While beneficial, the sheer amount of information can be overwhelming, especially for people new to training. I remember how frustrated I felt when choosing exercises back in the day. “Should I do the dumbbell or barbell press? Lunges or leg press? Front or back squats?”
With that in mind, I decided to make this week’s newsletter a practical guide to exercise selection. Let’s go over the four points you need to consider when picking each movement.
1. Does it Help You Feel The Correct Muscles Working?
Feeling the correct muscles is important when choosing what exercises to do. For example, the bench press is often touted as one of the best chest-builders out there. But I’ve come across people who barely feel their chest doing any work during the exercise. So, despite the popularity, I recommend doing other exercises that might work better:
- Dips
- Dumbbell press
- Push-ups
Of course, you will rarely feel significant muscle contractions during your first few tries of an exercise—experience matters. But if you find that some activities just don’t do it for you, move on to alternatives.
2. Is The Overloading Potential Good?
Not every exercise will have an excellent overloading potential. For example, you will never lateral raise 100-pound dumbbells. But, the primary activities you choose for each muscle group should allow for decent progress over time. Let’s take the back squat as an example:
The exercise is fantastic for quadricep growth because it works your entire body, allowing you to overload the knee extensors with a lot of weight. It’s not uncommon for trainees to squat 300, 400, even 500 pounds after years of serious training. Leg presses are beneficial in a similar way.

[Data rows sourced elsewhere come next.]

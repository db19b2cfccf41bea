use async_trait::async_trait;
use chrono::{DateTime, Utc};
use serde::{Deserialize, Serialize};
use std::path::{Path, PathBuf};
use tokio::sync::RwLock;
use tracing::{debug, info};

use crate::error::{Result, ScrapingError};
use crate::parser::ScrapeRecord;

/// The persisted snapshot: the latest record plus when it was taken.
#[derive(Debug, Clone, PartialEq, Serialize, Deserialize)]
pub struct StoredRecord {
    pub scraped_at: DateTime<Utc>,
    pub record: ScrapeRecord,
}

/// Holds at most one record. Every upsert replaces the previous one wholesale.
#[async_trait]
pub trait RecordStore: Send + Sync {
    async fn upsert(&self, record: &ScrapeRecord) -> Result<StoredRecord>;
    async fn load(&self) -> Result<Option<StoredRecord>>;
}

pub struct FileRecordStore {
    path: PathBuf,
}

impl FileRecordStore {
    pub fn new(path: PathBuf) -> Self {
        Self { path }
    }

    pub fn path(&self) -> &Path {
        &self.path
    }

    fn staging_path(&self) -> PathBuf {
        let mut name = self
            .path
            .file_name()
            .map(|n| n.to_os_string())
            .unwrap_or_else(|| "record".into());
        name.push(".tmp");
        self.path.with_file_name(name)
    }
}

#[async_trait]
impl RecordStore for FileRecordStore {
    async fn upsert(&self, record: &ScrapeRecord) -> Result<StoredRecord> {
        let stored = StoredRecord {
            scraped_at: Utc::now(),
            record: record.clone(),
        };

        if let Some(parent) = self.path.parent() {
            if !parent.as_os_str().is_empty() {
                tokio::fs::create_dir_all(parent).await.map_err(|e| {
                    ScrapingError::StorageError(format!("Failed to create store directory {:?}: {}", parent, e))
                })?;
            }
        }

        let json = serde_json::to_string_pretty(&stored)
            .map_err(|e| ScrapingError::StorageError(format!("JSON serialization failed: {}", e)))?;

        // write aside then rename so readers never see a half-written document
        let staging = self.staging_path();
        tokio::fs::write(&staging, json)
            .await
            .map_err(|e| ScrapingError::StorageError(format!("Failed to write {:?}: {}", staging, e)))?;
        tokio::fs::rename(&staging, &self.path)
            .await
            .map_err(|e| ScrapingError::StorageError(format!("Failed to replace {:?}: {}", self.path, e)))?;

        info!(path = ?self.path, "Stored scrape record");
        Ok(stored)
    }

    async fn load(&self) -> Result<Option<StoredRecord>> {
        let content = match tokio::fs::read_to_string(&self.path).await {
            Ok(content) => content,
            Err(e) if e.kind() == std::io::ErrorKind::NotFound => {
                debug!(path = ?self.path, "No stored record yet");
                return Ok(None);
            }
            Err(e) => {
                return Err(ScrapingError::StorageError(format!("Failed to read {:?}: {}", self.path, e)));
            }
        };

        let stored = serde_json::from_str(&content)
            .map_err(|e| ScrapingError::StorageError(format!("Corrupt record in {:?}: {}", self.path, e)))?;
        Ok(Some(stored))
    }
}

#[derive(Default)]
pub struct MemoryRecordStore {
    slot: RwLock<Option<StoredRecord>>,
}

impl MemoryRecordStore {
    pub fn new() -> Self {
        Self::default()
    }
}

#[async_trait]
impl RecordStore for MemoryRecordStore {
    async fn upsert(&self, record: &ScrapeRecord) -> Result<StoredRecord> {
        let stored = StoredRecord {
            scraped_at: Utc::now(),
            record: record.clone(),
        };
        *self.slot.write().await = Some(stored.clone());
        Ok(stored)
    }

    async fn load(&self) -> Result<Option<StoredRecord>> {
        Ok(self.slot.read().await.clone())
    }
}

3. Can You Do The Exercise Without Feeling Any Pain?
Have you ever found yourself doing an exercise, despite feeling pain because someone told you that you had to do it? I know I have.
The problem is, aside from ruining your training experience, pain is often a signal that something is wrong. If an exercise causes you pain, that’s typically a sign that you’re in for trouble if you don’t stop.
For example, some trainees feel pain in their shoulders or sternum while performing chest dips. Sure, the exercise offers benefits, but I would never hesitate to take it out of a client’s program if they complain of pain while doing it.
With that said, pain isn’t always an indicator that the exercise is bad. For instance, you might feel hip or knee pain during squats because of poor hip mobility, adductor weakness, flat feet, or something else. So, it never hurts to seek professional advice or film some of your training sets to see how you look from the side.
4. Does The Exercise Feel Right?
This is more of a subjective point but an important one nonetheless. While it certainly takes experience to gauge how exercises feel, you can sometimes lean on your intuition. For example, I don’t enjoy doing chest dips because the movement doesn’t feel right for me. It always gives me a sense of unease, which is why I much prefer to do push-ups, incline bench presses, and flyes.
There are no ‘must-do’ exercises, so don’t be afraid to ditch a movement if it doesn’t sit well with you.